DATED: August 24, 2007

ANDERSON & KARRENBERG

By: /s/ Heather M. Sneddon

Thomas R. Karrenberg
John P. Mullen
Heather M. Sneddon

-and-

MORRISON & FOERSTER LLP
Michael A. Jacobs, pro hac vice
Eric M. Acker, pro hac vice
Kenneth W. Brakebill, pro hac vice
Marc J. Pernick, pro hac vice
David E. Melaugh, pro hac vice

Attorneys for Defendant and
Counterclaim-Plaintiff Novell, Inc.

6

CERTIFICATE OF SERVICE

I HEREBY CERTIFY that on this 24th day of August, 2007, I caused a true and correct copy of the OPENING BRIEF IN SUPPORT OF NOVELL'S MOTION IN LIMINE NO. 3 TO PRECLUDE SCO FROM INTRODUCING NEW EVIDENCE OR ARGUMENT REGARDING APPORTIONMENT OF SCOSOURCE REVENUE [REDACTED pursuant to the August 2, 2006 Stipulated Protective Order] to be served to the following:

Via CM/ECF:

Brent O. Hatch
Mark F. James
HATCH JAMES & DODGE, P.C.
[address]

David Boies
Edward J. Normand
BOIES, SCHILLER & FLEXNER LLP
[address]

Devan V. Padmanbhan
John J. Brogan
DORSEY & WHITNEY, LLP
[address]

Via U.S. Mail, postage prepaid:

Stephen Neal Zack
BOIES, SCHILLER & FLEXNER LLP
[address]

/s/ Heather M. Sneddon


1 In addition, Novell will argue that, as a legal matter, any doubts as to the proper apportionment should be resolved against SCO. See, e.g., Rosenfeld, 191 Cal. App. 3d at 1051-52 ("where a fiduciary has a legal duty to allocate receipts between those in which its beneficiary has some interest and those in which the beneficiary has none, and is fully and singularly capable of making that allocation but fails to do so, a court is justified in calling upon the fiduciary to bear the burden of differentiation at trial"); Kennard v. Glick, 183 Cal. App. 2d 246, 250-51 (1960) ("an agent who fails to keep an account raises thereby a suspicion of infidelity or neglect, creates a presumption against himself, and brings upon himself the burden of accounting to the utmost for all that has come into his hands; and in such case every doubt will be resolved against the agent, and in favor of the principal"); see also Leigh v.

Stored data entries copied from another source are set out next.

use crate::infrastructure::{
    CacheTtlTable, CircuitBreakerConfig, JitterRange, ProbeConfig, RateLimitConfig, RetryPolicy,
};
use anyhow::Context;
use serde::Deserialize;
use std::collections::HashMap;
use std::path::{Path, PathBuf};
use std::time::Duration;

const ENV_PREFIX: &str = "SCRIPT_GATE_";

#[derive(Debug, Deserialize, Clone)]
#[serde(default)]
pub struct Config {
    pub debug: bool,
    pub breaker: BreakerSettings,
    pub rate_limit: RateLimitSettings,
    pub retry: RetrySettings,
    pub probe: ProbeSettings,
    pub cache: CacheSettings,
    /// Write operation -> read operations whose cached results it makes stale
    pub invalidations: HashMap<String, Vec<String>>,
    /// Dead letter file; `None` keeps dead letters in memory only
    pub dlq_path: Option<PathBuf>,
}

#[derive(Debug, Deserialize, Clone)]
#[serde(default)]
pub struct BreakerSettings {
    pub failure_threshold: u32,
    pub recovery_timeout_secs: u64,
}

#[derive(Debug, Deserialize, Clone)]
#[serde(default)]
pub struct RateLimitSettings {
    pub operations_per_minute: u32,
}

#[derive(Debug, Deserialize, Clone)]
#[serde(default)]
pub struct RetrySettings {
    pub max_retries: u32,
    pub base_delay_ms: u64,
    pub max_delay_ms: u64,
    pub jitter_min: f64,
    pub jitter_max: f64,
    pub availability_timeout_secs: u64,
}

#[derive(Debug, Deserialize, Clone)]
#[serde(default)]
pub struct ProbeSettings {
    pub recheck_interval_secs: u64,
    pub poll_interval_ms: u64,
}

#[derive(Debug, Deserialize, Clone)]
#[serde(default)]
pub struct CacheSettings {
    pub default_ttl_secs: u64,
    /// Per-operation TTL overrides
    pub ttls: HashMap<String, u64>,
    /// Expiry sweep period for contexts opened inside a runtime (0 disables it)
    pub sweep_interval_secs: u64,
}

#[derive(Debug, Clone, PartialEq, thiserror::Error)]
pub enum ConfigError {
    #[error("invalid value for {key}: {value:?}")]
    InvalidValue { key: String, value: String },
    #[error("failure threshold must be at least 1")]
    ZeroFailureThreshold,
    #[error("jitter range {min}..={max} must be positive and ordered")]
    InvalidJitter { min: f64, max: f64 },
    #[error("probe poll interval must be non-zero")]
    ZeroPollInterval,
}

impl Default for Config {
    fn default() -> Self {
        Self {
            debug: false,
            breaker: BreakerSettings::default(),
            rate_limit: RateLimitSettings::default(),
            retry: RetrySettings::default(),
            probe: ProbeSettings::default(),
            cache: CacheSettings::default(),
            invalidations: default_invalidations(),
            dlq_path: Some(PathBuf::from("script_gate_dlq.json")),
        }
    }
}

impl Default for BreakerSettings {
    fn default() -> Self {
        Self {
            failure_threshold: 5,
            recovery_timeout_secs: 60,
        }
    }
}

impl Default for RateLimitSettings {
    fn default() -> Self {
        Self {
            operations_per_minute: 30,
        }
    }
}

impl Default for RetrySettings {
    fn default() -> Self {
        Self {
            max_retries: 3,
            base_delay_ms: 1000,
            max_delay_ms: 30_000,
            jitter_min: 0.8,
            jitter_max: 1.2,
            availability_timeout_secs: 5,
        }
    }
}

impl Default for ProbeSettings {
    fn default() -> Self {
        Self {
            recheck_interval_secs: 5,
            poll_interval_ms: 500,
        }
    }
}

impl Default for CacheSettings {
    fn default() -> Self {
        let ttls = [
            ("inbox", 30),
            ("today", 30),
            ("upcoming", 60),
            ("anytime", 300),
            ("someday", 300),
            ("projects", 300),
            ("areas", 600),
            ("tags", 600),
            ("logbook", 300),
            ("trash", 300),
        ]
        .into_iter()
        .map(|(op, secs)| (op.to_string(), secs))
        .collect();

        Self {
            default_ttl_secs: 300,
            ttls,
            sweep_interval_secs: 60,
        }
    }
}

fn default_invalidations() -> HashMap<String, Vec<String>> {
    [
        ("add-todo", &["inbox", "today", "upcoming"][..]),
        ("add-project", &["projects"][..]),
        ("update-project", &["projects"][..]),
        ("delete-project", &["projects", "trash"][..]),
    ]
    .into_iter()
    .map(|(write, reads)| (write.to_string(), reads.iter().map(|r| r.to_string()).collect()))
    .collect()
}

impl Config {
    /// Load a config from a JSON file; missing fields keep their defaults.
    pub fn from_json_file(path: impl AsRef<Path>) -> anyhow::Result<Config> {
        let path = path.as_ref();
        let raw = std::fs::read_to_string(path)
            .with_context(|| format!("failed to read config file {}", path.display()))?;
        let config: Config = serde_json::from_str(&raw)
            .with_context(|| format!("failed to parse config file {}", path.display()))?;
        Ok(config)
    }

    pub fn validate(&self) -> Result<(), ConfigError> {
        if self.breaker.failure_threshold == 0 {
            return Err(ConfigError::ZeroFailureThreshold);
        }

        let jitter = self.jitter();
        if !jitter.is_valid() {
            return Err(ConfigError::InvalidJitter {
                min: jitter.min,
                max: jitter.max,
            });
        }

        if self.probe.poll_interval_ms == 0 {
            return Err(ConfigError::ZeroPollInterval);
        }

        Ok(())
    }

    fn jitter(&self) -> JitterRange {
        JitterRange {
            min: self.retry.jitter_min,
            max: self.retry.jitter_max,
        }
    }

    pub fn breaker_config(&self) -> CircuitBreakerConfig {
        CircuitBreakerConfig {
            failure_threshold: self.breaker.failure_threshold,
            recovery_timeout: Duration::from_secs(self.breaker.recovery_timeout_secs),
        }
    }

    pub fn rate_limit_config(&self) -> RateLimitConfig {
        RateLimitConfig {
            operations_per_minute: self.rate_limit.operations_per_minute,
        }
    }

    pub fn retry_policy(&self) -> RetryPolicy {
        RetryPolicy {
            max_retries: self.retry.max_retries,
            base_delay: Duration::from_millis(self.retry.base_delay_ms),
            max_delay: Duration::from_millis(self.retry.max_delay_ms),
            jitter: self.jitter(),
            availability_timeout: Duration::from_secs(self.retry.availability_timeout_secs),
        }
    }

    pub fn probe_config(&self) -> ProbeConfig {
        ProbeConfig {
            recheck_interval: Duration::from_secs(self.probe.recheck_interval_secs),
            poll_interval: Duration::from_millis(self.probe.poll_interval_ms),
        }
    }

    pub fn ttl_table(&self) -> CacheTtlTable {
        self.cache
            .ttls
            .iter()
            .fold(
                CacheTtlTable::new(Duration::from_secs(self.cache.default_ttl_secs)),
                |table, (op, secs)| table.with(op, Duration::from_secs(*secs)),
            )
    }

    pub fn sweep_interval(&self) -> Duration {
        Duration::from_secs(self.cache.sweep_interval_secs)
    }
}

pub fn load_config() -> anyhow::Result<Config> {
    load_config_from(|key| std::env::var(key).ok())
}

/// Build a config from `lookup` (normally the process environment).
///
/// Unparsable numbers fall back to the default; malformed TTL or
/// invalidation tables are errors.
pub fn load_config_from<F>(lookup: F) -> anyhow::Result<Config>
where
    F: Fn(&str) -> Option<String>,
{
    let var = |name: &str| lookup(&format!("{}{}", ENV_PREFIX, name));
    let num = |name: &str, default: u64| -> u64 {
        var(name).and_then(|v| v.trim().parse().ok()).unwrap_or(default)
    };
    let float = |name: &str, default: f64| -> f64 {
        var(name).and_then(|v| v.trim().parse().ok()).unwrap_or(default)
    };
    let num32 = |name: &str, default: u32| -> u32 {
        var(name).and_then(|v| v.trim().parse().ok()).unwrap_or(default)
    };

    let defaults = Config::default();

    let debug = var("DEBUG")
        .or_else(|| lookup("DEBUG"))
        .map(|v| v == "1" || v.to_lowercase() == "true")
        .unwrap_or(false);

    let breaker = BreakerSettings {
        failure_threshold: num32("FAILURE_THRESHOLD", defaults.breaker.failure_threshold),
        recovery_timeout_secs: num("RECOVERY_TIMEOUT_SECS", defaults.breaker.recovery_timeout_secs),
    };

    let rate_limit = RateLimitSettings {
        operations_per_minute: num32(
            "OPERATIONS_PER_MINUTE",
            defaults.rate_limit.operations_per_minute,
        ),
    };

    let retry = RetrySettings {
        max_retries: num32("MAX_RETRIES", defaults.retry.max_retries),
        base_delay_ms: num("BASE_DELAY_MS", defaults.retry.base_delay_ms),
        max_delay_ms: num("MAX_DELAY_MS", defaults.retry.max_delay_ms),
        jitter_min: float("JITTER_MIN", defaults.retry.jitter_min),
        jitter_max: float("JITTER_MAX", defaults.retry.jitter_max),
        availability_timeout_secs: num(
            "AVAILABILITY_TIMEOUT_SECS",
            defaults.retry.availability_timeout_secs,
        ),
    };

    let probe = ProbeSettings {
        recheck_interval_secs: num("RECHECK_INTERVAL_SECS", defaults.probe.recheck_interval_secs),
        poll_interval_ms: num("POLL_INTERVAL_MS", defaults.probe.poll_interval_ms),
    };

    let mut cache = CacheSettings {
        default_ttl_secs: num("CACHE_DEFAULT_TTL_SECS", defaults.cache.default_ttl_secs),
        sweep_interval_secs: num("CACHE_SWEEP_INTERVAL_SECS", defaults.cache.sweep_interval_secs),
        ..defaults.cache
    };
    if let Some(raw) = var("CACHE_TTLS") {
        cache.ttls.extend(parse_ttls(&raw)?);
    }

    let invalidations = match var("INVALIDATIONS") {
        Some(raw) => parse_invalidations(&raw)?,
        None => defaults.invalidations,
    };

    let dlq_path = match var("DLQ_PATH") {
        Some(path) if path.trim().is_empty() => None,
        Some(path) => Some(PathBuf::from(path)),
        None => defaults.dlq_path,
    };

    Ok(Config {
        debug,
        breaker,
        rate_limit,
        retry,
        probe,
        cache,
        invalidations,
        dlq_path,
    })
}

/// Parse `name=secs,name=secs`.
fn parse_ttls(raw: &str) -> Result<HashMap<String, u64>, ConfigError> {
    let invalid = || ConfigError::InvalidValue {
        key: format!("{}CACHE_TTLS", ENV_PREFIX),
        value: raw.to_string(),
    };

    raw.split(',')
        .map(str::trim)
        .filter(|pair| !pair.is_empty())
        .map(|pair| {
            let (op, secs) = pair.split_once('=').ok_or_else(invalid)?;
            let op = op.trim();
            if op.is_empty() {
                return Err(invalid());
            }
            let secs = secs.trim().parse().map_err(|_| invalid())?;
            Ok((op.to_string(), secs))
        })
        .collect()
}

/// Parse `write:read|read;write:read`.
fn parse_invalidations(raw: &str) -> Result<HashMap<String, Vec<String>>, ConfigError> {
    let invalid = || ConfigError::InvalidValue {
        key: format!("{}INVALIDATIONS", ENV_PREFIX),
        value: raw.to_string(),
    };

    raw.split(';')
        .map(str::trim)
        .filter(|rule| !rule.is_empty())
        .map(|rule| {
            let (write, reads) = rule.split_once(':').ok_or_else(invalid)?;
            let write = write.trim();
            if write.is_empty() {
                return Err(invalid());
            }
            let reads = reads
                .split('|')
                .map(str::trim)
                .filter(|r| !r.is_empty())
                .map(str::to_string)
                .collect();
            Ok((write.to_string(), reads))
        })
        .collect()
}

Engle, 727 F.2d 113, 138-39 (7th Cir. 1984) ("the burden is on the defendants who are found to have breached their fiduciary duties to show which profits are attributable to their own investments apart from their control of the Reliable Trust assets . . . . [W]hile the district court may be able to make only a rough approximation, it should resolve doubts in favor of the plaintiffs").

2 SCO had every opportunity to provide expert testimony on apportionment. SCO elected not to submit any expert report in rebuttal to Mr. Terry Musika's opening report in support of Novell's damages claims.